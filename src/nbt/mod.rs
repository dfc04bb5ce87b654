//! Named binary tag trees and their wire codec.

pub mod codec;
pub mod float;
pub mod io;
mod string;
mod tag;
mod tag_type;

pub use io::{decode, encode, print_tag, read_file, write_file};
pub use string::NbtString;
pub use tag::{Compound, List, Tag, Value};
pub use tag_type::TagType;
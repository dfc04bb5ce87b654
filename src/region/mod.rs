//! Anvil region files: 1024 chunk slots behind an 8 KiB location table.
//!
//! A [`Region`] is loaded in two steps. [`Region::load_partially_from_file`]
//! reads only the location table; chunks are decoded on demand with
//! [`Region::load_chunk_at`] or all at once with [`Region::load_all_chunks`].
//! Saving always re-packs every populated slot into a fresh file.

pub mod chunk;
pub mod coords;
pub mod header;

use std::fmt;
use std::fs::{File, OpenOptions};
use std::io::{Read, Seek, SeekFrom, Write};
use std::path::{Path, PathBuf};

use log::{debug, trace, warn};

use crate::compression::{self, CompressionType};
use crate::config::RegionOptions;
use crate::error::{Error, Result};
use crate::nbt;

pub use chunk::Chunk;
pub use coords::{
    chunk_region_to_world, chunk_world_to_region, from_index, parse_region_filename,
    region_filename, region_of_chunk, region_path, to_index, ChunkCoord, REGION_WIDTH,
};
pub use header::{sectors_for, LocationTable, HEADER_SIZE, SECTOR_SIZE, SLOT_COUNT};

/// Length prefix plus compression byte.
const RECORD_PREFIX: usize = 5;

#[derive(Clone)]
pub struct Region {
    x: i32,
    z: i32,
    path: Option<PathBuf>,
    table: Option<LocationTable>,
    chunks: Vec<Chunk>,
    loaded: Vec<bool>,
    compression: Vec<CompressionType>,
    options: RegionOptions,
}

impl Default for Region {
    fn default() -> Self {
        Self::new()
    }
}

impl fmt::Debug for Region {
    fn fmt(&self, f: &mut fmt::Formatter<'_>) -> fmt::Result {
        f.debug_struct("Region")
            .field("x", &self.x)
            .field("z", &self.z)
            .field("path", &self.path)
            .field("table", &self.table)
            .field("chunk_count", &self.chunk_count())
            .field("options", &self.options)
            .finish()
    }
}

impl Region {
    /// An empty region at `(0, 0)` with no backing file.
    pub fn new() -> Self {
        Self::with_options(RegionOptions::default())
    }

    pub fn with_options(options: RegionOptions) -> Self {
        let default_compression = options.default_compression;
        Self {
            x: 0,
            z: 0,
            path: None,
            table: None,
            chunks: vec![Chunk::default(); SLOT_COUNT],
            loaded: vec![false; SLOT_COUNT],
            compression: vec![default_compression; SLOT_COUNT],
            options,
        }
    }

    /// Opens `path` and reads its location table only.
    pub fn open(path: impl AsRef<Path>) -> Result<Self> {
        let mut region = Self::new();
        region.load_partially_from_file(path)?;
        Ok(region)
    }

    pub fn open_with_options(path: impl AsRef<Path>, options: RegionOptions) -> Result<Self> {
        let mut region = Self::with_options(options);
        region.load_partially_from_file(path)?;
        Ok(region)
    }

    pub fn x(&self) -> i32 {
        self.x
    }

    pub fn z(&self) -> i32 {
        self.z
    }

    pub fn xz(&self) -> (i32, i32) {
        (self.x, self.z)
    }

    pub fn path(&self) -> Option<&Path> {
        self.path.as_deref()
    }

    pub fn location_table(&self) -> Option<&LocationTable> {
        self.table.as_ref()
    }

    pub fn options(&self) -> &RegionOptions {
        &self.options
    }

    pub fn set_options(&mut self, options: RegionOptions) {
        self.options = options;
    }

    /// Validates the file name, then reads the location table of `path`.
    ///
    /// Every slot is reset to unloaded. On error the region is unchanged.
    pub fn load_partially_from_file(&mut self, path: impl AsRef<Path>) -> Result<()> {
        let path = path.as_ref();
        let (x, z) = coords::region_xz(path)?;
        let file = File::open(path)?;
        let table = LocationTable::load(file)?;
        debug!(
            "loaded region header {} ({} chunks)",
            path.display(),
            table.chunk_count()
        );

        self.x = x;
        self.z = z;
        self.path = Some(path.to_path_buf());
        self.table = Some(table);
        self.reset_slots();
        Ok(())
    }

    /// Reads the location table and every chunk of `path`.
    pub fn load_from_file(&mut self, path: impl AsRef<Path>) -> Result<()> {
        self.load_partially_from_file(path)?;
        self.load_all_chunks()
    }

    /// Decodes the chunk in slot `index` from the backing file.
    ///
    /// A no-op when the slot is already loaded or the table marks it absent.
    /// On error the slot stays unloaded.
    pub fn load_chunk_at(&mut self, index: usize) -> Result<()> {
        check_index(index)?;
        if self.loaded[index] || !self.is_chunk_loadable(index) {
            return Ok(());
        }
        let path = self.path.as_deref().ok_or(Error::NoRegionFile)?;
        let mut file = File::open(path)?;
        self.read_chunk(&mut file, index)
    }

    pub fn load_chunk_at_xz(&mut self, x: i32, z: i32) -> Result<()> {
        self.load_chunk_at(to_index(x, z)?)
    }

    /// Loads every present, not yet loaded slot through one file handle.
    pub fn load_all_chunks(&mut self) -> Result<()> {
        let pending: Vec<usize> = (0..SLOT_COUNT)
            .filter(|&index| !self.loaded[index] && self.is_chunk_loadable(index))
            .collect();
        self.load_slots(&pending)
    }

    fn load_slots(&mut self, slots: &[usize]) -> Result<()> {
        if slots.is_empty() {
            return Ok(());
        }
        let path = self.path.as_deref().ok_or(Error::NoRegionFile)?;
        let mut file = File::open(path)?;
        for &index in slots {
            self.read_chunk(&mut file, index)?;
        }
        Ok(())
    }

    fn read_chunk<R: Read + Seek>(&mut self, source: &mut R, index: usize) -> Result<()> {
        let table = self.table.as_ref().ok_or(Error::NoRegionFile)?;
        let offset = table.byte_offset(index);
        let allocated = table.byte_size(index);

        source.seek(SeekFrom::Start(offset))?;
        let mut prefix = [0u8; RECORD_PREFIX];
        source
            .read_exact(&mut prefix)
            .map_err(|err| truncated(err, index))?;
        let length = u32::from_be_bytes([prefix[0], prefix[1], prefix[2], prefix[3]]) as usize;
        if length == 0 {
            return Err(Error::Corrupt("zero-length chunk record"));
        }
        let kind =
            CompressionType::from_u8(prefix[4]).ok_or(Error::UnknownCompression(prefix[4]))?;
        if 4 + length > allocated {
            warn!(
                "chunk {index} record of {} bytes overruns its {allocated} byte allocation",
                4 + length
            );
        }

        let payload_len = length - 1;
        let mut payload = Vec::with_capacity(payload_len.min(allocated));
        source
            .by_ref()
            .take(payload_len as u64)
            .read_to_end(&mut payload)?;
        if payload.len() != payload_len {
            return Err(Error::TruncatedChunk { index });
        }

        let raw = compression::inflate(&payload, kind)?;
        let root = nbt::decode(&raw)?;
        self.chunks[index].set_root_tag(root)?;
        self.compression[index] = kind;
        self.loaded[index] = true;
        trace!("loaded chunk {index} ({kind}, {} bytes)", raw.len());
        Ok(())
    }

    pub fn is_chunk_loaded(&self, index: usize) -> bool {
        self.loaded.get(index).copied().unwrap_or(false)
    }

    /// True when the location table marks slot `index` as present.
    pub fn is_chunk_loadable(&self, index: usize) -> bool {
        index < SLOT_COUNT
            && self
                .table
                .as_ref()
                .is_some_and(|table| !table.is_empty(index))
    }

    /// Number of slots holding a chunk in memory.
    pub fn chunk_count(&self) -> usize {
        self.chunks.iter().filter(|chunk| !chunk.is_empty()).count()
    }

    pub fn chunk_at(&self, index: usize) -> Result<&Chunk> {
        check_index(index)?;
        Ok(&self.chunks[index])
    }

    pub fn chunk_at_mut(&mut self, index: usize) -> Result<&mut Chunk> {
        check_index(index)?;
        Ok(&mut self.chunks[index])
    }

    pub fn chunk_at_xz(&self, x: i32, z: i32) -> Result<&Chunk> {
        self.chunk_at(to_index(x, z)?)
    }

    pub fn chunk_at_xz_mut(&mut self, x: i32, z: i32) -> Result<&mut Chunk> {
        self.chunk_at_mut(to_index(x, z)?)
    }

    pub fn chunk_at_coord(&self, coord: ChunkCoord) -> Result<&Chunk> {
        self.chunk_at(coord.index()?)
    }

    pub fn chunk_at_coord_mut(&mut self, coord: ChunkCoord) -> Result<&mut Chunk> {
        self.chunk_at_mut(coord.index()?)
    }

    /// Populated slots in index order.
    pub fn chunks(&self) -> impl Iterator<Item = (ChunkCoord, &Chunk)> {
        self.chunks
            .iter()
            .enumerate()
            .filter(|(_, chunk)| !chunk.is_empty())
            .map(|(index, chunk)| {
                let index = index as i32;
                (
                    ChunkCoord::new(index % REGION_WIDTH, index / REGION_WIDTH),
                    chunk,
                )
            })
    }

    /// Compression used when slot `index` was read, or the configured
    /// default for slots never read from disk.
    pub fn compression_at(&self, index: usize) -> Result<CompressionType> {
        check_index(index)?;
        Ok(self.compression[index])
    }

    pub fn set_compression_at(&mut self, index: usize, kind: CompressionType) -> Result<()> {
        check_index(index)?;
        self.compression[index] = kind;
        Ok(())
    }

    /// Applies `kind` to every slot for the next save.
    pub fn set_compression_all(&mut self, kind: CompressionType) {
        self.compression.fill(kind);
    }

    /// Saves to the file last loaded from or saved to.
    pub fn save(&mut self) -> Result<()> {
        let path = self.path.clone().ok_or(Error::NoRegionFile)?;
        self.save_to_file(path)
    }

    /// Re-packs every populated slot into `path`.
    ///
    /// With `load_before_save`, empty slots the current table marks present
    /// are loaded first so they survive the re-pack. The file is written to a
    /// sibling `.tmp` file and renamed into place.
    pub fn save_to_file(&mut self, path: impl AsRef<Path>) -> Result<()> {
        let path = path.as_ref();
        if self.options.load_before_save {
            let pending: Vec<usize> = (0..SLOT_COUNT)
                .filter(|&index| {
                    !self.loaded[index]
                        && self.chunks[index].is_empty()
                        && self.is_chunk_loadable(index)
                })
                .collect();
            self.load_slots(&pending)?;
        }

        let (table, bytes) = self.pack()?;
        write_atomically(path, &bytes)?;
        debug!(
            "saved region {} ({} chunks, {} bytes)",
            path.display(),
            table.chunk_count(),
            bytes.len()
        );

        if let Some((x, z)) = parse_region_filename(path) {
            self.x = x;
            self.z = z;
        }
        self.path = Some(path.to_path_buf());
        self.table = Some(table);
        for (loaded, chunk) in self.loaded.iter_mut().zip(&self.chunks) {
            *loaded = !chunk.is_empty();
        }
        Ok(())
    }

    /// Lays out the header and one sector-aligned record per populated slot.
    fn pack(&self) -> Result<(LocationTable, Vec<u8>)> {
        let mut table = LocationTable::new();
        let mut out = vec![0u8; HEADER_SIZE];
        let mut sector = HEADER_SIZE / SECTOR_SIZE;

        for (index, chunk) in self.chunks.iter().enumerate() {
            let Some(raw) = chunk.encode_root()? else {
                continue;
            };
            let kind = self.compression[index];
            let payload = compression::deflate(&raw, kind, self.options.compression_level)?;

            let length = payload.len() + 1;
            let sectors = sectors_for(4 + length);
            if !header::fits_location(sector, sectors) {
                return Err(Error::ChunkTooLarge { index, sectors });
            }
            out.extend_from_slice(&(length as u32).to_be_bytes());
            out.push(kind.as_u8());
            out.extend_from_slice(&payload);
            out.resize((sector + sectors) * SECTOR_SIZE, 0);

            table.set_chunk_data(index, sector, sectors, 0);
            sector += sectors;
        }

        out[..HEADER_SIZE].copy_from_slice(table.as_bytes());
        Ok((table, out))
    }

    fn reset_slots(&mut self) {
        for chunk in &mut self.chunks {
            chunk.clear();
        }
        self.loaded.fill(false);
        self.compression.fill(self.options.default_compression);
    }
}

fn check_index(index: usize) -> Result<()> {
    if index >= SLOT_COUNT {
        return Err(Error::IndexOutOfRange {
            index,
            len: SLOT_COUNT,
        });
    }
    Ok(())
}

fn truncated(err: std::io::Error, index: usize) -> Error {
    if err.kind() == std::io::ErrorKind::UnexpectedEof {
        Error::TruncatedChunk { index }
    } else {
        Error::Io(err)
    }
}

fn write_atomically(path: &Path, bytes: &[u8]) -> Result<()> {
    let name = path
        .file_name()
        .ok_or_else(|| Error::InvalidRegionFilename(path.display().to_string()))?
        .to_string_lossy();
    let tmp_path = path.with_file_name(format!("{name}.tmp"));

    let written = (|| -> Result<()> {
        let mut file = OpenOptions::new()
            .create(true)
            .write(true)
            .truncate(true)
            .open(&tmp_path)?;
        file.write_all(bytes)?;
        file.sync_all()?;
        std::fs::rename(&tmp_path, path)?;
        Ok(())
    })();
    if written.is_err() {
        let _ = std::fs::remove_file(&tmp_path);
    }
    written
}
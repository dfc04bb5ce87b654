//! Compression adapter over `flate2`.
//!
//! Callers hand in an already isolated payload; this module knows nothing
//! about region records or NBT framing.

use std::fmt;
use std::io::{Read, Write};

use flate2::read::{GzDecoder, ZlibDecoder};
use flate2::write::{GzEncoder, ZlibEncoder};
use flate2::Compression;
use serde::{Deserialize, Serialize};

use crate::error::{Error, Result};

pub const DEFAULT_LEVEL: u32 = 6;
pub const MAX_LEVEL: u32 = 9;

const GZIP_MAGIC: [u8; 2] = [0x1F, 0x8B];
const ZLIB_CMF: u8 = 0x78;
const ZLIB_FLG: [u8; 4] = [0x01, 0x5E, 0x9C, 0xDA];

/// Compression scheme byte used in region chunk records.
#[repr(u8)]
#[derive(Debug, Clone, Copy, PartialEq, Eq, Hash, Default, Serialize, Deserialize)]
#[serde(rename_all = "lowercase")]
pub enum CompressionType {
    Gzip = 1,
    Zlib = 2,
    #[default]
    #[serde(alias = "none")]
    Uncompressed = 3,
}

impl CompressionType {
    pub fn from_u8(byte: u8) -> Option<Self> {
        match byte {
            1 => Some(CompressionType::Gzip),
            2 => Some(CompressionType::Zlib),
            3 => Some(CompressionType::Uncompressed),
            _ => None,
        }
    }

    pub fn as_u8(self) -> u8 {
        self as u8
    }

    /// Sniffs the two-byte magic of `data`.
    pub fn detect(data: &[u8]) -> Self {
        match data {
            [a, b, ..] if [*a, *b] == GZIP_MAGIC => CompressionType::Gzip,
            [ZLIB_CMF, flg, ..] if ZLIB_FLG.contains(flg) => CompressionType::Zlib,
            _ => CompressionType::Uncompressed,
        }
    }
}

impl fmt::Display for CompressionType {
    fn fmt(&self, f: &mut fmt::Formatter<'_>) -> fmt::Result {
        let name = match self {
            CompressionType::Gzip => "gzip",
            CompressionType::Zlib => "zlib",
            CompressionType::Uncompressed => "uncompressed",
        };
        f.write_str(name)
    }
}

pub fn inflate(data: &[u8], kind: CompressionType) -> Result<Vec<u8>> {
    let mut out = Vec::with_capacity(data.len().saturating_mul(4));
    match kind {
        CompressionType::Gzip => {
            GzDecoder::new(data)
                .read_to_end(&mut out)
                .map_err(Error::Compression)?;
        }
        CompressionType::Zlib => {
            ZlibDecoder::new(data)
                .read_to_end(&mut out)
                .map_err(Error::Compression)?;
        }
        CompressionType::Uncompressed => out.extend_from_slice(data),
    }
    Ok(out)
}

/// Compresses `data`; `level` is clamped to 0..=9.
pub fn deflate(data: &[u8], kind: CompressionType, level: u32) -> Result<Vec<u8>> {
    let level = Compression::new(level.min(MAX_LEVEL));
    match kind {
        CompressionType::Gzip => {
            let mut encoder = GzEncoder::new(Vec::new(), level);
            encoder.write_all(data).map_err(Error::Compression)?;
            encoder.finish().map_err(Error::Compression)
        }
        CompressionType::Zlib => {
            let mut encoder = ZlibEncoder::new(Vec::new(), level);
            encoder.write_all(data).map_err(Error::Compression)?;
            encoder.finish().map_err(Error::Compression)
        }
        CompressionType::Uncompressed => Ok(data.to_vec()),
    }
}
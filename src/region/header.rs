use std::io::Read;

use crate::error::{Error, Result};

pub const SECTOR_SIZE: usize = 4096;
pub const SLOT_COUNT: usize = 1024;
pub const HEADER_SIZE: usize = 2 * SECTOR_SIZE;

pub const LOCATIONS_OFFSET: usize = 0;
pub const TIMESTAMPS_OFFSET: usize = SECTOR_SIZE;

const MAX_SECTOR_OFFSET: usize = 0x00FF_FFFF;
const MAX_SECTOR_COUNT: usize = 0xFF;

/// The 8 KiB table at the start of a region file.
///
/// Bytes `[0, 4096)` hold one big-endian location word per slot,
/// `sector_offset << 8 | sector_count`; bytes `[4096, 8192)` hold one
/// big-endian timestamp per slot. An offset of zero marks an absent chunk.
///
/// # Panics
///
/// The per-slot accessors panic when `index >= SLOT_COUNT`.
#[derive(Clone, PartialEq, Eq)]
pub struct LocationTable {
    data: Box<[u8; HEADER_SIZE]>,
}

impl Default for LocationTable {
    fn default() -> Self {
        Self::new()
    }
}

impl std::fmt::Debug for LocationTable {
    fn fmt(&self, f: &mut std::fmt::Formatter<'_>) -> std::fmt::Result {
        f.debug_struct("LocationTable")
            .field("chunk_count", &self.chunk_count())
            .finish()
    }
}

impl LocationTable {
    pub fn new() -> Self {
        Self {
            data: Box::new([0u8; HEADER_SIZE]),
        }
    }

    /// Reads exactly [`HEADER_SIZE`] bytes; a short read is an error.
    pub fn load(mut reader: impl Read) -> Result<Self> {
        let mut table = Self::new();
        let mut filled = 0;
        while filled < HEADER_SIZE {
            match reader.read(&mut table.data[filled..]) {
                Ok(0) => return Err(Error::TruncatedHeader { read: filled }),
                Ok(n) => filled += n,
                Err(err) if err.kind() == std::io::ErrorKind::Interrupted => continue,
                Err(err) => return Err(Error::Io(err)),
            }
        }
        Ok(table)
    }

    pub fn from_bytes(bytes: &[u8; HEADER_SIZE]) -> Self {
        Self {
            data: Box::new(*bytes),
        }
    }

    pub fn as_bytes(&self) -> &[u8; HEADER_SIZE] {
        &self.data
    }

    fn word(&self, base: usize, index: usize) -> u32 {
        let at = base + index * 4;
        u32::from_be_bytes([
            self.data[at],
            self.data[at + 1],
            self.data[at + 2],
            self.data[at + 3],
        ])
    }

    fn set_word(&mut self, base: usize, index: usize, value: u32) {
        let at = base + index * 4;
        self.data[at..at + 4].copy_from_slice(&value.to_be_bytes());
    }

    /// Number of slots with a non-zero sector count.
    pub fn chunk_count(&self) -> usize {
        (0..SLOT_COUNT)
            .filter(|&index| self.sector_count(index) > 0)
            .count()
    }

    pub fn is_empty(&self, index: usize) -> bool {
        self.offset(index) == 0
    }

    /// Sector offset of the slot's record.
    pub fn offset(&self, index: usize) -> usize {
        (self.word(LOCATIONS_OFFSET, index) >> 8) as usize
    }

    pub fn byte_offset(&self, index: usize) -> u64 {
        self.offset(index) as u64 * SECTOR_SIZE as u64
    }

    /// Number of sectors allocated to the slot.
    pub fn sector_count(&self, index: usize) -> usize {
        (self.word(LOCATIONS_OFFSET, index) & 0xFF) as usize
    }

    pub fn byte_size(&self, index: usize) -> usize {
        self.sector_count(index) * SECTOR_SIZE
    }

    pub fn timestamp(&self, index: usize) -> u32 {
        self.word(TIMESTAMPS_OFFSET, index)
    }

    /// Packs and stores both words for `index`. Offsets wider than 24 bits
    /// and counts wider than 8 bits are masked.
    ///
    /// # Panics
    ///
    /// Panics if `index >= SLOT_COUNT`.
    pub fn set_chunk_data(
        &mut self,
        index: usize,
        offset: usize,
        sector_count: usize,
        timestamp: u32,
    ) {
        let offset = (offset & MAX_SECTOR_OFFSET) as u32;
        let location = (offset << 8) | (sector_count & MAX_SECTOR_COUNT) as u32;
        self.set_word(LOCATIONS_OFFSET, index, location);
        self.set_word(TIMESTAMPS_OFFSET, index, timestamp);
    }

    pub fn clear_slot(&mut self, index: usize) {
        self.set_chunk_data(index, 0, 0, 0);
    }
}

/// Sectors needed to hold `len` bytes.
pub fn sectors_for(len: usize) -> usize {
    len.div_ceil(SECTOR_SIZE)
}

pub(crate) fn fits_location(offset: usize, sector_count: usize) -> bool {
    offset <= MAX_SECTOR_OFFSET && sector_count <= MAX_SECTOR_COUNT
}

#[cfg(test)]
mod tests {
    use super::*;

    #[test]
    fn packs_offset_and_count_big_endian() {
        let mut table = LocationTable::new();
        table.set_chunk_data(1, 0x0102_03, 0x04, 0xAABB_CCDD);
        let bytes = table.as_bytes();
        assert_eq!(&bytes[4..8], &[0x01, 0x02, 0x03, 0x04]);
        assert_eq!(&bytes[4096 + 4..4096 + 8], &[0xAA, 0xBB, 0xCC, 0xDD]);
        assert_eq!(table.offset(1), 0x0102_03);
        assert_eq!(table.sector_count(1), 4);
        assert_eq!(table.byte_offset(1), 0x0102_03 * 4096);
        assert_eq!(table.byte_size(1), 4 * 4096);
        assert_eq!(table.timestamp(1), 0xAABB_CCDD);
        assert!(!table.is_empty(1));
        assert!(table.is_empty(0));
    }

    #[test]
    fn cleared_slot_is_empty() {
        let mut table = LocationTable::new();
        table.set_chunk_data(7, 2, 1, 99);
        assert_eq!(table.chunk_count(), 1);
        table.set_chunk_data(7, 0, 0, 0);
        assert!(table.is_empty(7));
        assert_eq!(table.byte_offset(7), 0);
        assert_eq!(table.chunk_count(), 0);
    }

    #[test]
    fn load_requires_full_header() {
        let short = vec![0u8; HEADER_SIZE - 1];
        let err = LocationTable::load(short.as_slice()).unwrap_err();
        assert!(matches!(err, Error::TruncatedHeader { read } if read == HEADER_SIZE - 1));

        let mut bytes = vec![0u8; HEADER_SIZE + 10];
        bytes[0..4].copy_from_slice(&[0, 0, 2, 1]);
        let table = LocationTable::load(bytes.as_slice()).unwrap();
        assert_eq!(table.offset(0), 2);
        assert_eq!(table.sector_count(0), 1);
        assert_eq!(LocationTable::from_bytes(table.as_bytes()), table);
    }

    #[test]
    fn sector_rounding() {
        assert_eq!(sectors_for(1), 1);
        assert_eq!(sectors_for(4096), 1);
        assert_eq!(sectors_for(4097), 2);
        for k in 1..5 {
            assert_eq!(sectors_for(4096 * k), k);
            assert_eq!(sectors_for(4096 * k + 1), k + 1);
        }
    }

    #[test]
    #[should_panic]
    fn slot_past_the_table_panics() {
        LocationTable::new().offset(SLOT_COUNT);
    }

    #[test]
    fn last_slot_is_addressable() {
        let mut table = LocationTable::new();
        table.set_chunk_data(SLOT_COUNT - 1, 9, 2, 5);
        assert_eq!(table.offset(SLOT_COUNT - 1), 9);
        assert_eq!(table.timestamp(SLOT_COUNT - 1), 5);
        assert_eq!(&table.as_bytes()[4092..4096], &[0, 0, 9, 2]);
    }

    #[test]
    fn location_limits() {
        assert!(fits_location(0xFF_FFFF, 255));
        assert!(!fits_location(0x100_0000, 1));
        assert!(!fits_location(2, 256));
    }
}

◆ What you will do ◆
From the material above, set down exactly the lines starting at the one with "use crate::nbt;" and ending at the one with "const RECORD_PREFIX: usize = 5;", end lines included.

◆ Worked solution ◆
use crate::nbt;

pub use chunk::Chunk;
pub use coords::{
    chunk_region_to_world, chunk_world_to_region, from_index, parse_region_filename,
    region_filename, region_of_chunk, region_path, to_index, ChunkCoord, REGION_WIDTH,
};
pub use header::{sectors_for, LocationTable, HEADER_SIZE, SECTOR_SIZE, SLOT_COUNT};

/// Length prefix plus compression byte.
const RECORD_PREFIX: usize = 5;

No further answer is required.